Grissom shrugged. "I came to find out what you know now."

Using his single metal crutch, Robbins navigated around the table. "I could share my preliminary findings."

Just the hint of a smile appeared at the corner of Grissom's mouth. "Why don't you?"

"There's this." Robbins pointed toward the victim's episiotomy scar. "She's had at least one child."

Grissom nodded curtly, and moved on: "Dismembered before or after her death?"

"After death." Robbins gestured. "No bruising around where the cuts were made. If she'd been alive…"

"There'd be bruises at the edges of the cuts. If the dismemberment didn't kill her, what did?"

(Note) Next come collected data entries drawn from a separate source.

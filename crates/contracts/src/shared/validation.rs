//! Client-side checks for create forms, run before anything is sent.

use serde::{Deserialize, Serialize};
use thiserror::Error;

#[derive(Debug, Clone, PartialEq, Eq, Error)]
pub enum ValidationError {
    #[error("{0} is required")]
    Required(&'static str),
    #[error("{field} must be at most {max} characters")]
    TooLong { field: &'static str, max: usize },
    #[error("{0} is not a valid phone number")]
    InvalidPhone(&'static str),
    #[error("{field} has unsupported value '{value}'")]
    UnknownValue { field: &'static str, value: String },
}

pub const TICKET_PRIORITIES: &[&str] = &["low", "medium", "high", "urgent"];
pub const ASSET_TYPES: &[&str] = &["chiller", "freezer", "display_rack", "signage"];

fn required(field: &'static str, value: &str) -> Result<(), ValidationError> {
    if value.trim().is_empty() {
        Err(ValidationError::Required(field))
    } else {
        Ok(())
    }
}

fn max_len(field: &'static str, value: &str, max: usize) -> Result<(), ValidationError> {
    if value.trim().chars().count() > max {
        Err(ValidationError::TooLong { field, max })
    } else {
        Ok(())
    }
}

fn one_of(field: &'static str, value: &str, allowed: &[&str]) -> Result<(), ValidationError> {
    if allowed.contains(&value) {
        Ok(())
    } else {
        Err(ValidationError::UnknownValue {
            field,
            value: value.to_string(),
        })
    }
}

/// Digits with optional leading `+`, spaces and dashes; 7..=15 digits
fn phone(field: &'static str, value: &str) -> Result<(), ValidationError> {
    let value = value.trim();
    let body = value.strip_prefix('+').unwrap_or(value);
    let valid_chars = body.chars().all(|c| c.is_ascii_digit() || c == ' ' || c == '-');
    let digits = body.chars().filter(char::is_ascii_digit).count();
    if valid_chars && (7..=15).contains(&digits) {
        Ok(())
    } else {
        Err(ValidationError::InvalidPhone(field))
    }
}

/// Body of `POST /api/tickets`
#[derive(Debug, Clone, Default, PartialEq, Serialize, Deserialize)]
pub struct NewTicketRequest {
    pub customer_name: String,
    pub phone: String,
    pub subject: String,
    pub description: String,
    pub priority: String,
}

impl NewTicketRequest {
    pub fn validate(&self) -> Result<(), ValidationError> {
        required("Customer name", &self.customer_name)?;
        max_len("Customer name", &self.customer_name, 120)?;
        required("Phone", &self.phone)?;
        phone("Phone", &self.phone)?;
        required("Subject", &self.subject)?;
        max_len("Subject", &self.subject, 200)?;
        max_len("Description", &self.description, 2000)?;
        one_of("Priority", &self.priority, TICKET_PRIORITIES)
    }

    /// Copy with surrounding whitespace removed
    pub fn trimmed(&self) -> Self {
        Self {
            customer_name: self.customer_name.trim().to_string(),
            phone: self.phone.trim().to_string(),
            subject: self.subject.trim().to_string(),
            description: self.description.trim().to_string(),
            priority: self.priority.trim().to_string(),
        }
    }
}

/// Body of `POST /api/asset-requests`
#[derive(Debug, Clone, Default, PartialEq, Serialize, Deserialize)]
pub struct NewAssetRequest {
    pub outlet_name: String,
    pub salesman_id: String,
    pub asset_type: String,
    pub reason: String,
}

impl NewAssetRequest {
    pub fn validate(&self) -> Result<(), ValidationError> {
        required("Outlet", &self.outlet_name)?;
        max_len("Outlet", &self.outlet_name, 120)?;
        required("Salesman", &self.salesman_id)?;
        required("Asset type", &self.asset_type)?;
        one_of("Asset type", &self.asset_type, ASSET_TYPES)?;
        required("Reason", &self.reason)?;
        max_len("Reason", &self.reason, 1000)
    }

    pub fn trimmed(&self) -> Self {
        Self {
            outlet_name: self.outlet_name.trim().to_string(),
            salesman_id: self.salesman_id.trim().to_string(),
            asset_type: self.asset_type.trim().to_string(),
            reason: self.reason.trim().to_string(),
        }
    }
}

#[cfg(test)]
mod tests {
    use super::*;

    fn ticket() -> NewTicketRequest {
        NewTicketRequest {
            customer_name: "Mini Market 24".into(),
            phone: "+971 50-123-4567".into(),
            subject: "Chiller not cooling".into(),
            description: String::new(),
            priority: "high".into(),
        }
    }

    #[test]
    fn valid_ticket_passes() {
        assert_eq!(ticket().validate(), Ok(()));
    }

    #[test]
    fn ticket_reports_first_problem() {
        let mut t = ticket();
        t.customer_name = "   ".into();
        assert_eq!(t.validate(), Err(ValidationError::Required("Customer name")));

        let mut t = ticket();
        t.phone = "12ab".into();
        assert_eq!(t.validate(), Err(ValidationError::InvalidPhone("Phone")));

        let mut t = ticket();
        t.priority = "whenever".into();
        assert!(matches!(t.validate(), Err(ValidationError::UnknownValue { .. })));

        let mut t = ticket();
        t.subject = "x".repeat(201);
        assert_eq!(
            t.validate(),
            Err(ValidationError::TooLong { field: "Subject", max: 200 })
        );
    }

    #[test]
    fn asset_request_requires_salesman_and_known_type() {
        let mut r = NewAssetRequest {
            outlet_name: "Corner Shop".into(),
            salesman_id: String::new(),
            asset_type: "chiller".into(),
            reason: "New outlet".into(),
        };
        assert_eq!(r.validate(), Err(ValidationError::Required("Salesman")));

        r.salesman_id = "S001".into();
        assert_eq!(r.validate(), Ok(()));

        r.asset_type = "oven".into();
        assert_eq!(
            r.validate().unwrap_err().to_string(),
            "Asset type has unsupported value 'oven'"
        );
    }

    #[test]
    fn trimmed_strips_whitespace() {
        let mut t = ticket();
        t.subject = "  Broken door  ".into();
        assert_eq!(t.trimmed().subject, "Broken door");
    }
}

Robbins shook his head, lifted his eyebrows. "No other wounds. Tox screen won't be back for a couple of days, at least…. Truthfully, Gil, I haven't got the slightest idea how she died."

"She is dead."

"Yes. We agree on that. But if the tox screen doesn't reveal something-and I doubt if it will-we may never know cause of death."

"Any other good news?"

"One very good finding-birthmark on her left hip." Pulling the light down closer to the torso, Robbins highlighted the spot, which Grissom himself had glimpsed, earlier, at the lake.

Grissom rubbed his forehead. "Be nice to have a little more."

"Well, really we're just getting started," Robbins said, touching the corner of the table as if that might connect him to the victim in front of him.